So sometimes the first place we’d go with something like that is instead of going to I’m an amazing person, the first thought is, maybe I’m a terrible person, maybe not. Sometimes I do terrible things. Sometimes I do great things. We just start loosening it up and we start getting you on your way and then incrementally. I mean, by the time you get to the end of twelve weeks of coaching, it’s kind of like, what? I don’t have to think that way. I can actually work on the spot. I feel freer. Well, you know, so you’ve done coaching like me, you’ve done counseling. Um, and coaching. Anything else you want to say about the difference with life coaching?
Rianon: I really like what you said about counseling. How? Because I felt too, like I got so much out of coaching and it seemed so much faster because I’d been through years of counseling. But I mean, when you’re in that place, you kind of need that. Some of those emotions are a lot to process through, and that’s okay. It’s slow, but once you have that, once you get to that place where you’re maybe not feeling great but you’re functioning, it really does feel well. And not in the beginning, necessarily. With my experience, it took a while for me to feel better. Like, probably half of it is like, I still don’t feel better, but I.
DIANA: Know, and I think even after a couple of weeks in, I’m like, you just need to feel whatever. I don’t remember what the emotion was. Just like, you just need to feel frustrated for a week. Just go do that.
Rianon: Right? Yeah. Um, terrible. I did, but it was like then all of a sudden, it kind of clicked and then I felt like I was moving forward. But I love how I feel like you come alongside people and it’s not this mysterious process where I don’t know what you’re doing. You give people the worksheets. You walk them through everything. And I almost felt like you’re training me how to do it for myself. Obviously, you always need other people in your life. Sometimes you’re still going to get stuck. There’s always going to be times that you have something to learn from someone else. But I just love that you kind of equip your clients to have the tools they need to help themselves yeah.
DIANA: And keep moving forward. Mhm. Yeah. Great. Now that you asked me that question, I don’t have to do a podcast episode on that. I was thinking I might do that, but maybe later. Now that we’ve answered it, we’re good for now. All right, what else you got for me?
Rianon: Okay, so the first question I have from someone in the Renew Your Mind Facebook group is, how do you stay strong in faith when someone you love deeply is suffering terrible pain with a disease that isn’t their fault and they are a good Christian person, yet have to suffer endlessly even after multiple surgeries?

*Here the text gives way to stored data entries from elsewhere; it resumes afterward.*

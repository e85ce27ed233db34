use criterion::{BenchmarkId, Criterion, Throughput, criterion_group, criterion_main};
use relayq::prelude::*;
use std::hint::black_box;
use std::sync::Arc;
use std::sync::atomic::{AtomicU64, Ordering};
use std::time::Duration;

fn post_and_drain(c: &mut Criterion) {
    let mut group = c.benchmark_group("post_and_drain");

    for count in [100u64, 1_000, 10_000] {
        group.throughput(Throughput::Elements(count));
        group.bench_with_input(BenchmarkId::from_parameter(count), &count, |b, &count| {
            let total = Arc::new(AtomicU64::new(0));
            let sink = Arc::clone(&total);
            let dispatcher: QueuedDispatcher<u64> = QueuedDispatcher::with_handler(move |n: u64| {
                sink.fetch_add(black_box(n), Ordering::Relaxed);
                Outcome::Good
            });

            b.iter(|| {
                dispatcher.start().expect("dispatcher start");
                for n in 0..count {
                    dispatcher.post_message(n);
                }
                dispatcher.join_after_drain(Duration::from_micros(50))
            });
        });
    }

    group.finish();
}

fn post_only(c: &mut Criterion) {
    let dispatcher: QueuedDispatcher<u64> = QueuedDispatcher::new();

    c.bench_function("post_idle", |b| {
        b.iter(|| {
            dispatcher.post_message(black_box(7));
            if dispatcher.pending() > 100_000 {
                dispatcher.discard_pending();
            }
        })
    });
}

criterion_group!(benches, post_and_drain, post_only);
criterion_main!(benches);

DIANA: Yeah, well, this sounds familiar to me, so I never remember what I say on the podcast. You all forgive me, so if it’s overlap, it’s fine. My sister died of leukemia when she was 33 and I was 30, and I had the same I mean, I wrestled with my faith, so I can’t say I had the same questions, but I mean, this question is, how do you stay strong in your faith? Because when I think back at that, I’m like, I didn’t stay strong in my faith. I questioned my faith. I was like, God, are you real? Would you do this? Now I understand. Because when also, um, my sister that’s a couple of years older than me, when she was like two months old, she had spinal meningitis. And I remember growing up, my father said to me, because it was severe, they weren’t sure if she was going to live. She’s had some challenges. She’s survived, but she has some challenges. Uh, physically and some minor cognitive challenges and stuff. And he used to say to me, if the God that’s out there is the kind of God that would let this happen to a little baby, I don’t want any part of him. And I always thought, that doesn’t make sense.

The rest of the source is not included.